(Stored items)
________________
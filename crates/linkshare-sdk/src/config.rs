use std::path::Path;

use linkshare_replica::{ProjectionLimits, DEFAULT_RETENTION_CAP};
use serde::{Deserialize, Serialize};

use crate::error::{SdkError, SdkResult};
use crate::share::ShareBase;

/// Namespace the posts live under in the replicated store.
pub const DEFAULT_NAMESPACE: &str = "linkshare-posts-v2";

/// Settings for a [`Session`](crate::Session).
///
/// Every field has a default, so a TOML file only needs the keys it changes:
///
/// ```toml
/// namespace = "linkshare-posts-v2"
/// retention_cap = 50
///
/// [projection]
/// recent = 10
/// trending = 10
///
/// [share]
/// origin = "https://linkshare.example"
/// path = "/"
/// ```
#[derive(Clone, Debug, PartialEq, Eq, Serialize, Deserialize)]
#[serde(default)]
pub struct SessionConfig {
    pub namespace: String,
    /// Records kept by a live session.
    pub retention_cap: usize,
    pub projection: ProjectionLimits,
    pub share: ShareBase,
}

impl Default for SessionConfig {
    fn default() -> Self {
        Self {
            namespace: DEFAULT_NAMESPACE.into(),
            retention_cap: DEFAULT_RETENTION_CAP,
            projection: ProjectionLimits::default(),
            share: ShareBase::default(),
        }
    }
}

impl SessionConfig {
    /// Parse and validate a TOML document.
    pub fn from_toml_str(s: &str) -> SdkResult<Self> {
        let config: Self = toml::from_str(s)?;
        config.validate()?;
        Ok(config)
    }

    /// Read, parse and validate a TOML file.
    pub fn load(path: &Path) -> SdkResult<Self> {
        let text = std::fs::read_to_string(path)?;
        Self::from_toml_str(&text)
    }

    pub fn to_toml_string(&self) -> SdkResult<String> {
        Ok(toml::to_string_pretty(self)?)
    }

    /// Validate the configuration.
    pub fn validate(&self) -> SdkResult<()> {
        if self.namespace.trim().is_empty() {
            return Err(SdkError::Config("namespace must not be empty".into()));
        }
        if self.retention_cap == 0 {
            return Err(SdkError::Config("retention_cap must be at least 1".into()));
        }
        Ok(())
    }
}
________________
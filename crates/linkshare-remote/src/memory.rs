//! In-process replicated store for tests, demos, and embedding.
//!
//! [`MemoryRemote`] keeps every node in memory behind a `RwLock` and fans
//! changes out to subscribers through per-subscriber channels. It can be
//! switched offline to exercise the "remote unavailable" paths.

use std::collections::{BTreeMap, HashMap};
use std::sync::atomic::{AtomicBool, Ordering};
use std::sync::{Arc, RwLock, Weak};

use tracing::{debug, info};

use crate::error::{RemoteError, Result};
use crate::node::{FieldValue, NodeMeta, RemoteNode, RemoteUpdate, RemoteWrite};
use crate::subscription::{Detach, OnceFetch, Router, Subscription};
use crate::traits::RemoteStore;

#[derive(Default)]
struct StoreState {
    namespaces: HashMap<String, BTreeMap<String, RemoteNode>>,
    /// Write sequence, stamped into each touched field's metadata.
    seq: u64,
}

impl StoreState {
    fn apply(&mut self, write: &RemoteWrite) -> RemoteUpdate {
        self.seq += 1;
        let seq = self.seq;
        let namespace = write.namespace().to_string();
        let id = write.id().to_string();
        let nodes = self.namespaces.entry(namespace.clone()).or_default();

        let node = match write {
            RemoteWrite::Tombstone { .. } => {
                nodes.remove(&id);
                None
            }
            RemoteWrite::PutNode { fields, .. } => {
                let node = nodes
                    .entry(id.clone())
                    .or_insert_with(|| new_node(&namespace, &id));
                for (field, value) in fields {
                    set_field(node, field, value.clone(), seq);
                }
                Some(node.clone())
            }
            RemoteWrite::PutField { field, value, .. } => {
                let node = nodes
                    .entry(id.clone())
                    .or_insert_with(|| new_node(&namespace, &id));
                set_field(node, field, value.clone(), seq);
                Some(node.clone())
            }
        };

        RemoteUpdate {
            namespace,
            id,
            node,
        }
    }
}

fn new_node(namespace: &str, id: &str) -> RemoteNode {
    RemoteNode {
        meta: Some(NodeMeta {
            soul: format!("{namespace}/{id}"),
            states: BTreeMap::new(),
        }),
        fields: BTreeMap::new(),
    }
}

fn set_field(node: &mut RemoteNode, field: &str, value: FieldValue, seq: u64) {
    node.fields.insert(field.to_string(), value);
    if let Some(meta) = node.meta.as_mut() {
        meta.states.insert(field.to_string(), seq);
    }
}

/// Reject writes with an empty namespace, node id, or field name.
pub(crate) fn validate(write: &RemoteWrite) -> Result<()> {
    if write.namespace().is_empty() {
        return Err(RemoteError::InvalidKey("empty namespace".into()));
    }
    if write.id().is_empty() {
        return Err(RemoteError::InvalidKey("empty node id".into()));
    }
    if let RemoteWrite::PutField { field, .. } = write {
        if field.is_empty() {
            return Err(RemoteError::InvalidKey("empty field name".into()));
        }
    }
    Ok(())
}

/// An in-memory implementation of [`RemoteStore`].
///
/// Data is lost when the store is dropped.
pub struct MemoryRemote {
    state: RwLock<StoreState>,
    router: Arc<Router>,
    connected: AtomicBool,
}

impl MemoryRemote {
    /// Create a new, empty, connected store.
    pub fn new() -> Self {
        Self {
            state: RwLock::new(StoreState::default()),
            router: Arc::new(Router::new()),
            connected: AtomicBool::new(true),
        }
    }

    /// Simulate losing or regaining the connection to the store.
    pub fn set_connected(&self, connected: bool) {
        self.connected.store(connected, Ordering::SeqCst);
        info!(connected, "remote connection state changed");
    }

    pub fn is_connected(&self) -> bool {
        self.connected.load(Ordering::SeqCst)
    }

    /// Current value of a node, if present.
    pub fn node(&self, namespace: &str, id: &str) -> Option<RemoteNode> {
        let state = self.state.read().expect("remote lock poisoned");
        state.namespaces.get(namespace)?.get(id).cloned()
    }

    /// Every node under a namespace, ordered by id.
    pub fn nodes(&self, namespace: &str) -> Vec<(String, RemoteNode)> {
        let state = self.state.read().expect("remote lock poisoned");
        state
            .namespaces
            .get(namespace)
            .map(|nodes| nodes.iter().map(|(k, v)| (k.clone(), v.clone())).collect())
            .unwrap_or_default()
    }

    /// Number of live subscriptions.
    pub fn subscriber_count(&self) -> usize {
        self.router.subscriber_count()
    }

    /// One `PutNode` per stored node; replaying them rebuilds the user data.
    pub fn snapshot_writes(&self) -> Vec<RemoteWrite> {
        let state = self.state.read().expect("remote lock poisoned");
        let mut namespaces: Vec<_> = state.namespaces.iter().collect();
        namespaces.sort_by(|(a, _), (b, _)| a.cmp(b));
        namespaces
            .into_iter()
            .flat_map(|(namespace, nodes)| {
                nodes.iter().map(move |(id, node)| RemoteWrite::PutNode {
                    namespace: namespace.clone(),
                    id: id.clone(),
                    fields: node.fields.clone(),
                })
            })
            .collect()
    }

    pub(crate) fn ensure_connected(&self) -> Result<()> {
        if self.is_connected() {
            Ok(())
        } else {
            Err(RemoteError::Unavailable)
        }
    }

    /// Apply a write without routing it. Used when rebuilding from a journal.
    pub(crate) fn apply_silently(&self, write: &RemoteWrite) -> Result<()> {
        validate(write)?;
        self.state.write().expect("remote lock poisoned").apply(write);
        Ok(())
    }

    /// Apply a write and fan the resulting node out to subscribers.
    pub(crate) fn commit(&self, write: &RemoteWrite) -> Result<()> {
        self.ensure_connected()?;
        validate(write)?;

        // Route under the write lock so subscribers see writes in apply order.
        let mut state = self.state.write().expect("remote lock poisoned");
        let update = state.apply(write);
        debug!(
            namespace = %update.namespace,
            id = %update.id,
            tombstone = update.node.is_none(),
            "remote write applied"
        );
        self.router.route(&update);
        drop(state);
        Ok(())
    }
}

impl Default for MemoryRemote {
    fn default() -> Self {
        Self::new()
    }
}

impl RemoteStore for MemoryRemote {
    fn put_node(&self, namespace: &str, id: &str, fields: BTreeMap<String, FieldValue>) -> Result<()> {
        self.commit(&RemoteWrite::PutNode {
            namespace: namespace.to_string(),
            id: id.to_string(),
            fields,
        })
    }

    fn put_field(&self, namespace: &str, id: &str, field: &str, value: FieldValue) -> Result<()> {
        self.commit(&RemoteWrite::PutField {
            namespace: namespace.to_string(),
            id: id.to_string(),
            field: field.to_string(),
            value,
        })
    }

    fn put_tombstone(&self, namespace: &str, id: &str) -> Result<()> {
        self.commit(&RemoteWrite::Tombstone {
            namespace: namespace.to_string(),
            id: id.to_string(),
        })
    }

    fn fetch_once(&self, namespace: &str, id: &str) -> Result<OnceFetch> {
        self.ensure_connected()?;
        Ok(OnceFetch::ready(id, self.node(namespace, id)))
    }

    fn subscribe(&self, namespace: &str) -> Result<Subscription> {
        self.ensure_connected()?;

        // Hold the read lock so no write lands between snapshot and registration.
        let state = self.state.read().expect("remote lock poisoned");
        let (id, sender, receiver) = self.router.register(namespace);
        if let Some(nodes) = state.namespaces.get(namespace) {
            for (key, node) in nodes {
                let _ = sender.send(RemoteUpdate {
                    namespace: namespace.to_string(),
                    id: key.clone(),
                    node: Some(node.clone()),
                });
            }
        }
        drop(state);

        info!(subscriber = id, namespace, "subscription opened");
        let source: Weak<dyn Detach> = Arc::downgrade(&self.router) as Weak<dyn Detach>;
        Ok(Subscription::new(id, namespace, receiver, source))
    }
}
________________
An exact, complete copy of the lines above from the one with "filename crates/linkshare-sdk/src/config.rs" through the one with "the replicated store." is the whole answer.

WRITTEN SOLUTION >>
filename crates/linkshare-sdk/src/config.rs
use std::path::Path;

use linkshare_replica::{ProjectionLimits, DEFAULT_RETENTION_CAP};
use serde::{Deserialize, Serialize};

use crate::error::{SdkError, SdkResult};
use crate::share::ShareBase;

/// Namespace the posts live under in the replicated store.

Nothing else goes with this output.